*** PROVIDED RECORDS ***

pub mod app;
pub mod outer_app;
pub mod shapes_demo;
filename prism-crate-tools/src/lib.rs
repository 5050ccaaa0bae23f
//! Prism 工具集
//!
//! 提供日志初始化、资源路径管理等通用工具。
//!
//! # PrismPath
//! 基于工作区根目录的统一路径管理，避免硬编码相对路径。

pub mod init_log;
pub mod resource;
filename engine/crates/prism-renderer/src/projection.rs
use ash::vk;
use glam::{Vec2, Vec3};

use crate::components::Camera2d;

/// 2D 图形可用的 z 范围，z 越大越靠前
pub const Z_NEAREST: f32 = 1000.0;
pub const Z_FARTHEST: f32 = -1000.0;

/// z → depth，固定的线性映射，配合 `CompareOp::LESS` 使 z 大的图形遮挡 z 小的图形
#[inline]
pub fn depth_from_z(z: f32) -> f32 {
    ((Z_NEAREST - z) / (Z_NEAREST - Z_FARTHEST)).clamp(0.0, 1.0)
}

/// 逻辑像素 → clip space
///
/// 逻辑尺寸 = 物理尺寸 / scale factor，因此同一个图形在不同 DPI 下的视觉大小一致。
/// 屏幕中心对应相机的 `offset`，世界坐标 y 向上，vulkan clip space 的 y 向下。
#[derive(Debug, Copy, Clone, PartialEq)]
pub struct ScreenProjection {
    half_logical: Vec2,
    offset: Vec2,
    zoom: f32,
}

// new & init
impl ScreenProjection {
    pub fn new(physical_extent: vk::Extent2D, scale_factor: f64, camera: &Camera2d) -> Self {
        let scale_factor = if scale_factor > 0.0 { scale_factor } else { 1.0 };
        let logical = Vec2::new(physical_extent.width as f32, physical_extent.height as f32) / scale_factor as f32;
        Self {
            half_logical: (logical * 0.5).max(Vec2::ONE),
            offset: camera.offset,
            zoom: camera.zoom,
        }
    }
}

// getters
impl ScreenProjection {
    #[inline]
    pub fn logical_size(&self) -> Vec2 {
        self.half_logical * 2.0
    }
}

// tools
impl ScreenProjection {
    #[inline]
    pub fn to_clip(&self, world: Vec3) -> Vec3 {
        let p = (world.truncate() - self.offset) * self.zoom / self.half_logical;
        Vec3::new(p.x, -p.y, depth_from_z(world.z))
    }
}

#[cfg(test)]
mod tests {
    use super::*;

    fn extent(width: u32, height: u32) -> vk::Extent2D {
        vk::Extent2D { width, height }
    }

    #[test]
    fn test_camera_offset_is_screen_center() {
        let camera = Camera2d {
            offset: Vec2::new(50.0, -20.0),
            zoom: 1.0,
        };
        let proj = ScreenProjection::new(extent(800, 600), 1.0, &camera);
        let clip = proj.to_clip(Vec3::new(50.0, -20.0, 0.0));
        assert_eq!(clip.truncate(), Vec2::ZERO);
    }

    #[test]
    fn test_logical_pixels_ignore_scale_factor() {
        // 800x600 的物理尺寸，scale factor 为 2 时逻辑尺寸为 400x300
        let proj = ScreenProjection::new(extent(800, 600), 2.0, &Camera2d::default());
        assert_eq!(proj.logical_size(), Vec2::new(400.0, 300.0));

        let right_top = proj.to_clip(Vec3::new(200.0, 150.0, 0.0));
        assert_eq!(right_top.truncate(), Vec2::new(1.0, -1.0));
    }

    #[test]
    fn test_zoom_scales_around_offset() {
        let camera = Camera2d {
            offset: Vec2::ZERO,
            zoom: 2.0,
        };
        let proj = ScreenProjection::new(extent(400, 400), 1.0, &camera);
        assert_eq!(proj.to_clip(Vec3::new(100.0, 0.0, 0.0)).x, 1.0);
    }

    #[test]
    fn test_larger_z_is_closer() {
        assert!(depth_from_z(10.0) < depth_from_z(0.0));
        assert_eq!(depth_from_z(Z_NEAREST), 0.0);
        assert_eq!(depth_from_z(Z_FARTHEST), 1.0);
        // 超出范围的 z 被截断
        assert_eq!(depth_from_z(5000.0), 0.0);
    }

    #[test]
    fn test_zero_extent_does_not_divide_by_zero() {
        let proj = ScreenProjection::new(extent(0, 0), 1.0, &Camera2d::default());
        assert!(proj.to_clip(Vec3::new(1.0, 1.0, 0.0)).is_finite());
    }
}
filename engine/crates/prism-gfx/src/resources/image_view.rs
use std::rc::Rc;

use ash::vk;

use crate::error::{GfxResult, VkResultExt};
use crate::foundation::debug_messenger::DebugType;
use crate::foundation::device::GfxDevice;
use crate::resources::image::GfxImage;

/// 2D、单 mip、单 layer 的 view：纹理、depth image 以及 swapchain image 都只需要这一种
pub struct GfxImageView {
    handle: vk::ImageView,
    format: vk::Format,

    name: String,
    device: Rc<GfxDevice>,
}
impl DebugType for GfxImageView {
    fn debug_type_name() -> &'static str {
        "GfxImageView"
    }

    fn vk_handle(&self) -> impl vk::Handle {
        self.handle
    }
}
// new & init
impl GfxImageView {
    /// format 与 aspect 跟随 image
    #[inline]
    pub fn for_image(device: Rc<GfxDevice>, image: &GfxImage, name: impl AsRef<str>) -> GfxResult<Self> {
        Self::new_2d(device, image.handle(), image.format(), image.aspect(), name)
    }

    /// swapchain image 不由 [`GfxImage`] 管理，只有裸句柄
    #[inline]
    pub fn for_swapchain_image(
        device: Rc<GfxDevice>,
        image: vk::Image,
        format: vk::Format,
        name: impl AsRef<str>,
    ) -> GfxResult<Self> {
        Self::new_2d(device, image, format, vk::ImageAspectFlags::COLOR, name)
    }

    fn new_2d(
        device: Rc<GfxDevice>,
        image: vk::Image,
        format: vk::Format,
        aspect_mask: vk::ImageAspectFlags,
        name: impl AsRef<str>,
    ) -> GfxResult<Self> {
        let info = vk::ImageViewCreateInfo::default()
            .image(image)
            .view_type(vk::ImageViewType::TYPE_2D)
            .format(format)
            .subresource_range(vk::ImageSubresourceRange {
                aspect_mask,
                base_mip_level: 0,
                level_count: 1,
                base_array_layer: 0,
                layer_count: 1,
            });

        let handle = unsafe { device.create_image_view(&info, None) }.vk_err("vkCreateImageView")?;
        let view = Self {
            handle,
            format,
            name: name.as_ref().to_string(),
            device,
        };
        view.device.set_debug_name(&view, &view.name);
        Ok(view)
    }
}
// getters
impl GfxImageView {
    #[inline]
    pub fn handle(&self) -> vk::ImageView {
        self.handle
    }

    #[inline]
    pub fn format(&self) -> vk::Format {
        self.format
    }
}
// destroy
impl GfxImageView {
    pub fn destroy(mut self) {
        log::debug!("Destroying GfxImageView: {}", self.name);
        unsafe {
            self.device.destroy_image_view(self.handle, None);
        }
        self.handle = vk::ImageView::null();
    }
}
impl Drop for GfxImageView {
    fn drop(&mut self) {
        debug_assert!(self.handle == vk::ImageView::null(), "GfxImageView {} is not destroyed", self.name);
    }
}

*** End of PROVIDED RECORDS ***
*** PROVIDED RECORDS ***

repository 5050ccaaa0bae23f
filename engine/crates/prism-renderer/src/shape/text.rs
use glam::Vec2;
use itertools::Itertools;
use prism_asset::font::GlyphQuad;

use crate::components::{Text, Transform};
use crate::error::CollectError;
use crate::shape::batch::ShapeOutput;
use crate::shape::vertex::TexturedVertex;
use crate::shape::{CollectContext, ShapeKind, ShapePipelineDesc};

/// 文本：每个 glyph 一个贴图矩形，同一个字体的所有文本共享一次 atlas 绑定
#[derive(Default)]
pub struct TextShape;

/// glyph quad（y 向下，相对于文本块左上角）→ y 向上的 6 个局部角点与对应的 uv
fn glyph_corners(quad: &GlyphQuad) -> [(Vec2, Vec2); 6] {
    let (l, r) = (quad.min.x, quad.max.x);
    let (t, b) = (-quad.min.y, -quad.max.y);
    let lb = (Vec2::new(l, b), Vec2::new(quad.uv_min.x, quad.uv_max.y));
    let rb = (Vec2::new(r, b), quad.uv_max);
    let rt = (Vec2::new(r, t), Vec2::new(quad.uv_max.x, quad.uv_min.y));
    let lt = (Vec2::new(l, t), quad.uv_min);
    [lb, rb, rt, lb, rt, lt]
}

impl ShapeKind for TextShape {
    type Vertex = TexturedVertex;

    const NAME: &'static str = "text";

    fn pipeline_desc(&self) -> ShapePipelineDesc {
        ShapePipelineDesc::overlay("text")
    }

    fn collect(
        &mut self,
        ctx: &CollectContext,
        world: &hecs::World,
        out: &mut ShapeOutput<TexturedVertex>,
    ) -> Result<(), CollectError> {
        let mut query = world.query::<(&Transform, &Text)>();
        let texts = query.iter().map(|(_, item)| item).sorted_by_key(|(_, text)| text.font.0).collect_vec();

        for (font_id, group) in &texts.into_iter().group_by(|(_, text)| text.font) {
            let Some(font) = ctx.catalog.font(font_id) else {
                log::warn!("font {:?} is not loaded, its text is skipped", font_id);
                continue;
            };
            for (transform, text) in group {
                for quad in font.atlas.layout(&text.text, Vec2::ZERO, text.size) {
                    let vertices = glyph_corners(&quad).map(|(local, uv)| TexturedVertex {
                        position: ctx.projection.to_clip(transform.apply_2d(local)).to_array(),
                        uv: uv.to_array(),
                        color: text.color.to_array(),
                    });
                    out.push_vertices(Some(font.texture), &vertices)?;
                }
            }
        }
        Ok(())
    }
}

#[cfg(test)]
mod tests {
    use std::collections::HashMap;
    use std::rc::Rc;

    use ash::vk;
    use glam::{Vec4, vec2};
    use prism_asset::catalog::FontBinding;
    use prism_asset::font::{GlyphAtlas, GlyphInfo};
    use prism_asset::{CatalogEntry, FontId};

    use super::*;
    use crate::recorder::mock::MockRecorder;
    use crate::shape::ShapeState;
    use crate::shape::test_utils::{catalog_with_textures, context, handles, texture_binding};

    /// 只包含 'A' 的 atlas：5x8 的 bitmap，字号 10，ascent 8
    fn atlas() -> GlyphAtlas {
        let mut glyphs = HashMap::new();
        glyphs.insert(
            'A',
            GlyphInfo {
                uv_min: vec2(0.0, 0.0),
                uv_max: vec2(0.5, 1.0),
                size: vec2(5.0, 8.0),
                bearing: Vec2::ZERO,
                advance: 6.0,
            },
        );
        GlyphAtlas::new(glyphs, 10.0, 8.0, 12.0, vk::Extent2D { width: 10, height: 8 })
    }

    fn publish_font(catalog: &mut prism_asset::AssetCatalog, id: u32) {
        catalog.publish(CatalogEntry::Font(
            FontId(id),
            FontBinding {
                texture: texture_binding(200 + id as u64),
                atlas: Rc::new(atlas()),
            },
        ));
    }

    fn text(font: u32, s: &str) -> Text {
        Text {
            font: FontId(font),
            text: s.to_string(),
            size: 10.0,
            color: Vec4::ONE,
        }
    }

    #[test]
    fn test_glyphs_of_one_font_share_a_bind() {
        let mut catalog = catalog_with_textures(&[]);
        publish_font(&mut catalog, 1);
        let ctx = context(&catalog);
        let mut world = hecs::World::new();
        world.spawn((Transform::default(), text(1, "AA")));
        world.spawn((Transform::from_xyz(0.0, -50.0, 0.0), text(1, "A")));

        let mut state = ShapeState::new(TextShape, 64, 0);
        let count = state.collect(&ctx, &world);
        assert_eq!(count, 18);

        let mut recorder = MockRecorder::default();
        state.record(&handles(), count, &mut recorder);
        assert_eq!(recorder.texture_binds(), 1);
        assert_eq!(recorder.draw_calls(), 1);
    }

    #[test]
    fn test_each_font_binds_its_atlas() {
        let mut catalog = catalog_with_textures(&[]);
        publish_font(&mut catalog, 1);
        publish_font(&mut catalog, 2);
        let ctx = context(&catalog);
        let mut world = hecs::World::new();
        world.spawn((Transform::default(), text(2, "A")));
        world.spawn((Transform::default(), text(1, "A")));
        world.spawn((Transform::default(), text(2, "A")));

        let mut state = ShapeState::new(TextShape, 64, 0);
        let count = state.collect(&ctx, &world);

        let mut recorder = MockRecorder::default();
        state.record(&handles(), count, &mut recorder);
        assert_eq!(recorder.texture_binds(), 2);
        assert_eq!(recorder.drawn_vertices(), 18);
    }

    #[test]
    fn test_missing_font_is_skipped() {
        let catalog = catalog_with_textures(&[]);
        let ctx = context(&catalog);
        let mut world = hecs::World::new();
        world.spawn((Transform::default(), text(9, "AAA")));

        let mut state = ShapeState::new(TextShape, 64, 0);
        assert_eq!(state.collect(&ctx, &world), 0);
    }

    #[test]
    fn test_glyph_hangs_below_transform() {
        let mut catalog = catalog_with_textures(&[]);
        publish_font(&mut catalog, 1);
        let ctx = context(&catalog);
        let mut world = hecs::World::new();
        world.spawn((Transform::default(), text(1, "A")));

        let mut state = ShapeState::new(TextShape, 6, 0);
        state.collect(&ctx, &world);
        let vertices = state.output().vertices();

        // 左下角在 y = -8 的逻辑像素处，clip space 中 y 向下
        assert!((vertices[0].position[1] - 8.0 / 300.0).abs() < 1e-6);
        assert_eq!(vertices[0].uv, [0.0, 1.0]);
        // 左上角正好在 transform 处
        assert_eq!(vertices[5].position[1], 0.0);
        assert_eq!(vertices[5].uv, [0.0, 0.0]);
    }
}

*** End of PROVIDED RECORDS ***

Begin at the line above that has "pub mod app;" and stop after the line that has "pub struct ScreenProjection", copying each line exactly and adding nothing else.

__OUTPUT OF THE TASK__:
pub mod app;
pub mod outer_app;
pub mod shapes_demo;
filename prism-crate-tools/src/lib.rs
repository 5050ccaaa0bae23f
//! Prism 工具集
//!
//! 提供日志初始化、资源路径管理等通用工具。
//!
//! # PrismPath
//! 基于工作区根目录的统一路径管理，避免硬编码相对路径。

pub mod init_log;
pub mod resource;
filename engine/crates/prism-renderer/src/projection.rs
use ash::vk;
use glam::{Vec2, Vec3};

use crate::components::Camera2d;

/// 2D 图形可用的 z 范围，z 越大越靠前
pub const Z_NEAREST: f32 = 1000.0;
pub const Z_FARTHEST: f32 = -1000.0;

/// z → depth，固定的线性映射，配合 `CompareOp::LESS` 使 z 大的图形遮挡 z 小的图形
#[inline]
pub fn depth_from_z(z: f32) -> f32 {
    ((Z_NEAREST - z) / (Z_NEAREST - Z_FARTHEST)).clamp(0.0, 1.0)
}

/// 逻辑像素 → clip space
///
/// 逻辑尺寸 = 物理尺寸 / scale factor，因此同一个图形在不同 DPI 下的视觉大小一致。
/// 屏幕中心对应相机的 `offset`，世界坐标 y 向上，vulkan clip space 的 y 向下。
#[derive(Debug, Copy, Clone, PartialEq)]
pub struct ScreenProjection {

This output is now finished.